Ambition’s Current Barriers
In the wake of the pandemic, women are at the height of their ambition, eager to reach their full potential, eager for new knowledge and challenges. But despite a greater awareness of the existence of unconscious bias against women, barriers remain.
On one hand, there are internal, individual hurdles. Women cite a lack of self-confidence as the main obstacle to achieving their professional goals, followed by family obligations that affect professional choices. On the other hand, there is good news! Surveys conducted by The A Effect between 2016 and 2022 show that women in general are feeling more self-confident, less afraid of taking risks, and more empowered by their skills.
However, while individual barriers may be lessening, there has been no change in terms of structural obstacles. Lack of career opportunities still tops the list, followed by lack of support from a superior, then lack of incentives in the company and the company’s male-centric corporate culture.
To thrive, female ambition needs true equal opportunity and more parity in decision-making. Without this, ambitious women are tempted to look elsewhere. So how can we move the needle before it’s too late?
Ambitious Brain Drain
Seven out of 10 Canadian women have considered leaving their jobs in the past year, compared to 1 in 10 people in the general Canadian population, according to Statistics Canada in August 2022. So why do women, especially those who say they are ambitious, want to leave their jobs and organizations?
The top reason cited in The A Effect and The Globe and Mail study is that women do not feel they are being paid what they’re worth. Surprisingly, they are not particularly proactive in negotiating their salaries: only 34% of the women surveyed asked for a raise in the last 12 months. There are many reasons that explain what may seem like a contradiction. From being conditioned as young girls to consider the topic of money taboo, to unconscious bias, women negotiate their salary less often and are quicker to accept a first offer, but at what price?
Women also still feel a strong imbalance between their professional and personal lives, and feel overwhelmed by the workload. Despite a slightly improved division of labour in the home during the pandemic, there is still a long way to go.
Finally, they feel that in order to get a promotion or a pay raise, they have to leave their company. That’s especially worrisome in the context of the talent shortage. Other important reasons for leaving a job according to our survey: ambitious women find it difficult to work with their manager or if that manager does not meet their expectations.
The World Economic Forum declared in its 2022 annual report that at the current rate of progress, it will take 132 years to achieve full parity: the pandemic has set back the achievement of parity by more than 32 years! However, some see the pandemic as an opportunity to renew ways of working, to update certain corporate values and most of all, rethink a more inclusive employee experience.
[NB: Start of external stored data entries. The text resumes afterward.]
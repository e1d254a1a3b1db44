//! Usage estimate, gate and charge integration tests.

mod common;

use common::TestHarness;
use serde_json::json;

fn charge_body(harness: &TestHarness, event_id: &str, tool: &str, quantity: f64) -> serde_json::Value {
    json!({
        "event_id": event_id,
        "user_id": harness.test_user_id.to_string(),
        "tool": tool,
        "quantity": quantity,
        "input_size": 2048,
        "output_size": 4096,
        "metadata": { "source_language": "en" }
    })
}

// ============================================================================
// Estimate
// ============================================================================

#[tokio::test]
async fn estimate_translation() {
    let harness = TestHarness::new();
    harness.create_account().await;

    let response = harness
        .server
        .post("/v1/usage/estimate")
        .add_header("authorization", harness.user_auth_header())
        .json(&json!({ "tool": "translation", "quantity": 5000.0 }))
        .await;

    response.assert_status_ok();
    let body: serde_json::Value = response.json();
    assert_eq!(body["base_credits"], 1);
    assert_eq!(body["service_fee_credits"], 0);
    assert_eq!(body["total_credits"], 1);
    assert!(body["estimated_seconds"].as_u64().unwrap() > 0);
}

#[tokio::test]
async fn estimate_has_no_side_effects() {
    let harness = TestHarness::new();
    harness.create_account().await;

    harness
        .server
        .post("/v1/usage/estimate")
        .add_header("authorization", harness.user_auth_header())
        .json(&json!({ "tool": "image_generation", "quantity": 3.0 }))
        .await
        .assert_status_ok();

    assert_eq!(harness.balance().await, 10);
}

#[tokio::test]
async fn estimate_is_rate_limited() {
    let harness = TestHarness::with_config(|config| {
        config.estimate_rate_limit_per_minute = 2;
    });
    harness.create_account().await;

    for _ in 0..2 {
        harness
            .server
            .post("/v1/usage/estimate")
            .add_header("authorization", harness.user_auth_header())
            .json(&json!({ "tool": "translation", "quantity": 100.0 }))
            .await
            .assert_status_ok();
    }

    let response = harness
        .server
        .post("/v1/usage/estimate")
        .add_header("authorization", harness.user_auth_header())
        .json(&json!({ "tool": "translation", "quantity": 100.0 }))
        .await;

    assert_eq!(response.status_code(), 429);
    let body: serde_json::Value = response.json();
    assert_eq!(body["error"]["code"], "rate_limited");
}

// ============================================================================
// Gate
// ============================================================================

#[tokio::test]
async fn check_balance_sufficient_and_not() {
    let harness = TestHarness::new();
    harness.create_account().await;

    let response = harness
        .server
        .post("/v1/usage/check")
        .add_header("x-api-key", harness.service_api_key.clone())
        .json(&json!({
            "user_id": harness.test_user_id.to_string(),
            "required_credits": 10
        }))
        .await;
    response.assert_status_ok();
    let body: serde_json::Value = response.json();
    assert_eq!(body["sufficient"], true);

    let response = harness
        .server
        .post("/v1/usage/check")
        .add_header("x-api-key", harness.service_api_key.clone())
        .json(&json!({
            "user_id": harness.test_user_id.to_string(),
            "required_credits": 11
        }))
        .await;
    response.assert_status_ok();
    let body: serde_json::Value = response.json();
    assert_eq!(body["sufficient"], false);
}

#[tokio::test]
async fn check_balance_unknown_user_is_zero_not_error() {
    let harness = TestHarness::new();
    // No account created

    let response = harness
        .server
        .post("/v1/usage/check")
        .add_header("x-api-key", harness.service_api_key.clone())
        .json(&json!({
            "user_id": harness.test_user_id.to_string(),
            "required_credits": 1
        }))
        .await;

    response.assert_status_ok();
    let body: serde_json::Value = response.json();
    assert_eq!(body["sufficient"], false);
    assert_eq!(body["balance_credits"], 0);
}

// ============================================================================
// Charge
// ============================================================================

#[tokio::test]
async fn charge_matches_estimate() {
    let harness = TestHarness::new();
    harness.create_account().await;
    harness.grant_credits(100).await;

    let estimate = harness
        .server
        .post("/v1/usage/estimate")
        .add_header("authorization", harness.user_auth_header())
        .json(&json!({ "tool": "transcription", "quantity": 1500.0 }))
        .await;
    estimate.assert_status_ok();
    let estimate: serde_json::Value = estimate.json();

    let charge = harness
        .server
        .post("/v1/usage/charge")
        .add_header("x-api-key", harness.service_api_key.clone())
        .json(&charge_body(&harness, "evt_charge_1", "transcription", 1500.0))
        .await;
    charge.assert_status_ok();
    let charge: serde_json::Value = charge.json();

    // The user is never charged a different amount than previewed
    assert_eq!(charge["credits_used"], estimate["total_credits"]);
    assert_eq!(
        charge["balance_credits"].as_i64().unwrap(),
        110 - estimate["total_credits"].as_i64().unwrap()
    );
}

#[tokio::test]
async fn charge_records_usage_transaction() {
    let harness = TestHarness::new();
    harness.create_account().await;
    harness.grant_credits(100).await;

    harness
        .server
        .post("/v1/usage/charge")
        .add_header("x-api-key", harness.service_api_key.clone())
        .json(&charge_body(&harness, "evt_charge_2", "image_generation", 2.0))
        .await
        .assert_status_ok();

    let response = harness
        .server
        .get("/v1/credits/transactions")
        .add_header("authorization", harness.user_auth_header())
        .await;
    response.assert_status_ok();
    let body: serde_json::Value = response.json();
    let transactions = body["transactions"].as_array().unwrap();
    // 2 images * 5.0 = 10 base + 1 fee = 11
    assert_eq!(transactions[0]["kind"], "usage");
    assert_eq!(transactions[0]["amount_credits"], -11);
}

#[tokio::test]
async fn charge_with_insufficient_balance_mutates_nothing() {
    let harness = TestHarness::new();
    harness.create_account().await; // 10 credits

    let response = harness
        .server
        .post("/v1/usage/charge")
        .add_header("x-api-key", harness.service_api_key.clone())
        .json(&charge_body(&harness, "evt_charge_3", "video_generation", 60.0))
        .await;

    assert_eq!(response.status_code(), 402);
    let body: serde_json::Value = response.json();
    assert_eq!(body["error"]["code"], "insufficient_credits");
    assert_eq!(body["error"]["details"]["balance"], 10);

    // Balance and transaction history are untouched
    assert_eq!(harness.balance().await, 10);
    let response = harness
        .server
        .get("/v1/credits/transactions")
        .add_header("authorization", harness.user_auth_header())
        .await;
    let body: serde_json::Value = response.json();
    assert_eq!(body["transactions"].as_array().unwrap().len(), 1);
}

#[tokio::test]
async fn charge_replay_is_rejected_without_double_charge() {
    let harness = TestHarness::new();
    harness.create_account().await;
    harness.grant_credits(100).await;

    let body = charge_body(&harness, "evt_charge_4", "ocr", 10.0);

    harness
        .server
        .post("/v1/usage/charge")
        .add_header("x-api-key", harness.service_api_key.clone())
        .json(&body)
        .await
        .assert_status_ok();

    let balance_after_first = harness.balance().await;

    let replay = harness
        .server
        .post("/v1/usage/charge")
        .add_header("x-api-key", harness.service_api_key.clone())
        .json(&body)
        .await;

    assert_eq!(replay.status_code(), 409);
    let replay: serde_json::Value = replay.json();
    assert_eq!(replay["error"]["code"], "duplicate_event");

    assert_eq!(harness.balance().await, balance_after_first);
}

#[tokio::test]
async fn charge_requires_service_key() {
    let harness = TestHarness::new();
    harness.create_account().await;

    let response = harness
        .server
        .post("/v1/usage/charge")
        .add_header("authorization", harness.user_auth_header())
        .json(&charge_body(&harness, "evt_charge_5", "translation", 100.0))
        .await;

    response.assert_status_unauthorized();
}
Rethink Talent Development for Better Retention
A worldwide study conducted by the American management consulting firm McKinsey, reveals that companies with more women in management positions are 25% more likely to generate above-average profits.
Ambition propels talent to higher levels. When properly supported, ambition drives performance. It promotes greater diversity, better engagement of teams of ambitious women and ambitious women individually, improved capacity for innovation and risk-taking, more effective collaboration between teams, and better retention of talent (The A Effect – Leger 2020 study). It’s an irresistible energy and a powerful lever for growth through action, and it broadens the scope for greater diversity within organizations.
Failing to clearly support women’s ambitions is taking the risk of depriving ourselves of their talent. So what are you going to do to create the conditions necessary to mobilize ambitious women?
[Being the only woman,] having a different voice, it has a lot of value, but it can have an impact on your self-confidence because you feel alone. This is why I build diverse teams.